Кинтель улегся с книжкой на постель. Открыл «Устав» в самом начале. Старый шрифт — не помеха. Сколько уже Кинтель прочитал книжек, напечатанных до революции! Того же толстенного Гоголя…
Скрипучий переплет норовил закрыться. Книжка топорщила листы. Кинтель придерживал ее, как живое существо…
Господи, неужели этой книжке двести семьдесят лет?.. Напечатали ее, когда не было на свете даже Ивана Гаврилова, давнего предка Кинтеля… И может быть, в самом деле держал ее в руках Петр Великий? А уж капитаны его кораблей — точно держали. Обветренные, в треуголках и ботфортах, с тяжелыми шпагами на портупеях… И можно об этом думать без напряженной виноватости, потому что другое время — задолго до истории с «Рафаилом»…
Предисловие, где рассказывалось о древнем русском флоте, Кинтель прочитал полностью. Интересно было, хотя язык такой, что прямо… ну как церковная служба: «Усмотрено место к Корабельному строению угодное на реке Воронеже, под городом того ж имени. Призваны из Голландии мастера, и в 1696 году начали в России дело…»
Дальше было тоже любопытно: как давать присягу на верность Его Величеству Петру Первому, на какие эскадры делится флот, какие бывают во флоте командиры: «Генерал-Адмирал. Адмирал от синего флага. Адмирал от красного флага. Вице-Адмирал. Шаутбейнахты. Капитаны-командоры…»
Но постепенно Кинтель утомился и стал перелистывать сразу по нескольку страниц, читать наугад… Потом вздремнул. Разбудила его тетя Варя, которая открыла дверь своим ключом.
Она была маленькая, подвижная, энергичная. С остреньким носом, быстрыми черными глазами и волосяным шариком на макушке. Уж-жасно строгая.
— Ты чего это, друг ситный, разлегся, в школу не собираешься?
— А потому что катар дыхательных путей, Толич велел дома сидеть.
— Веником бы тебя по одному месту, враз никакого катара не стало бы…
— А веником нельзя. Декларация прав ребенка есть. Ра-ти-фи-ци-рованная.
— «Декларация»!.. Картошку-то хоть купили, мужики?
Хорошо, что Кинтель не занялся обедом. Тетя Варя лихо, с победным громом кастрюльных крышек, принялась готовить сама. И что-то бодро напевала на кухне.
Кинтель громко спросил в открытую дверь:
— Когда поженитесь-то, наконец, по-нормальному?
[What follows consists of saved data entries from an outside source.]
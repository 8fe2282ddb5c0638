use crate::communication::messages::ShutdownSignal;
use crate::config::TickRange;
use crate::error::SimulationError;
use crate::simulation_engine::grid::{Grid, Position};
use crate::simulation_engine::intersections::{Intersection, IntersectionId};
use log::{debug, info};
use rand::seq::index;
use rand::Rng;
use std::sync::Arc;
use tokio::task::JoinHandle;
use tokio::time::{sleep, Duration};

/// A light bound to one intersection. Exactly one of its cells is green at a
/// time once it has cycled; freshly assigned lights start fully closed.
#[derive(Debug, Clone)]
pub struct TrafficLight {
    pub id: IntersectionId,
    pub name: String,
    /// Own copy of the intersection's cells, cycled in order.
    pub cells: Vec<Position>,
    /// Index of the cell currently green.
    pub index: usize,
    /// Ticks between two cycles.
    pub period: u64,
}

impl TrafficLight {
    pub fn new(intersection: &Intersection, period: u64) -> Self {
        Self {
            id: intersection.id,
            name: intersection.name.clone(),
            cells: intersection.cells.clone(),
            index: 0,
            period,
        }
    }

    /// Closes every cell of the intersection.
    pub fn close_all(&self, grid: &Grid) {
        for position in &self.cells {
            grid.set_light(*position, false);
        }
    }

    pub fn current_cell(&self) -> Option<Position> {
        self.cells.get(self.index).copied()
    }

    /// Closes the green cell, advances to the next one and opens it.
    pub fn cycle(&mut self, grid: &Grid) {
        let Some(current) = self.current_cell() else {
            return;
        };
        grid.set_light(current, false);
        self.index = (self.index + 1) % self.cells.len();
        let next = self.cells[self.index];
        grid.set_light(next, true);
        debug!("{} switched green from {} to {}", self.name, current, next);
    }

    /// Cycles forever at the light's period until shutdown is signalled.
    pub async fn run(mut self, grid: Arc<Grid>, tick: Duration, mut shutdown: ShutdownSignal) {
        let period = tick.saturating_mul(u32::try_from(self.period).unwrap_or(u32::MAX));
        loop {
            self.cycle(&grid);
            tokio::select! {
                _ = sleep(period) => {}
                _ = shutdown.wait() => break,
            }
        }
        debug!("{} stopped", self.name);
    }
}

/// Picks `count` distinct intersections and binds a light with a random
/// period to each. The candidate slice is not modified.
pub fn assign_traffic_lights<R: Rng + ?Sized>(
    intersections: &[Intersection],
    count: usize,
    period: TickRange,
    rng: &mut R,
) -> Result<Vec<TrafficLight>, SimulationError> {
    if count > intersections.len() {
        return Err(SimulationError::TooManyLights {
            requested: count,
            available: intersections.len(),
        });
    }
    period.validate("light_period")?;

    Ok(index::sample(rng, intersections.len(), count)
        .into_iter()
        .map(|picked| TrafficLight::new(&intersections[picked], period.sample(rng)))
        .collect())
}

/// Owns every light of a run until they are handed to their tasks.
pub struct TrafficLightController {
    pub lights: Vec<TrafficLight>,
}

impl TrafficLightController {
    /// Assigns the lights and closes their cells on the grid.
    pub fn initialize<R: Rng + ?Sized>(
        grid: &Grid,
        intersections: &[Intersection],
        count: usize,
        period: TickRange,
        rng: &mut R,
    ) -> Result<Self, SimulationError> {
        let lights = assign_traffic_lights(intersections, count, period, rng)?;
        for light in &lights {
            light.close_all(grid);
            info!(
                "{} gets a traffic light over {} cells, period {} ticks",
                light.name,
                light.cells.len(),
                light.period
            );
        }
        Ok(Self { lights })
    }

    /// Spawns one task per light.
    pub fn spawn_all(
        self,
        grid: &Arc<Grid>,
        tick: Duration,
        shutdown: &ShutdownSignal,
    ) -> Vec<JoinHandle<()>> {
        self.lights
            .into_iter()
            .map(|light| tokio::spawn(light.run(Arc::clone(grid), tick, shutdown.clone())))
            .collect()
    }
}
— Это что еще за разговоры!
— Да ладно тебе! Дед признался!..
— Скоро, моя радость, скоро! И вот уж тогда-то я за тебя возьмусь…
— Ладно! — разрешил Кинтель. — Только без веников!
Тетя Варя ушла, оставив кучу наставлений насчет продуктов, талонов и хозяйственных дел. Кинтель еще повалялся, с аппетитом пообедал, посмотрел «Гардемарины, вперед!», третью серию. Подумал, что готовить уроки, заданные на сегодня, уже не имеет смысла. Улегся опять с «Уставом». Открыл наугад. На двести девяностой странице. И надо же ведь, попало вот что!
«В случае бою должен капитан или командующий кораблем не только сам мужественно против неприятеля биться, но и людей тому словами, а паче дая образ собою побуждать, дабы мужественно бились до последней возможности, и не должны корабля неприятелю отдать, ни в каком случае, под потерянием живота и чести».
…Капитан второго ранга и кавалер военных орденов Семен Михайлович Стройников «Устав», конечно, знал. Понимал, чем кончится для него сдача фрегата. «Потерянием живота и чести». Не лучше ли было потерять «живот» чуть раньше, зато честь оставить незамаранной? Или надеялся, что суд его пощадит?
Так и случилось, адмирал Грейг смягчил приговор (наверняка с ведома царя), сохранил бывшему капитану жизнь… Но какая это жизнь — потом! Когда сломали над головой шпагу, когда вечный стыд и каторга в крепости, а потом в рядовых матросах, и даже детей нельзя иметь. По крайней мере, законных…
А может, все-таки жизнь?
Может быть, Стройников не жалел о содеянном? Решил, что всякое существование на белом свете лучше безвременной гибели? Или дело не в этом? Знал, может быть, такое, чего не ведали другие?..
А что, если он считал, что не нарушил «Устава»?.. Тут вот какое-то еще «Толкование» мелким шрифтом.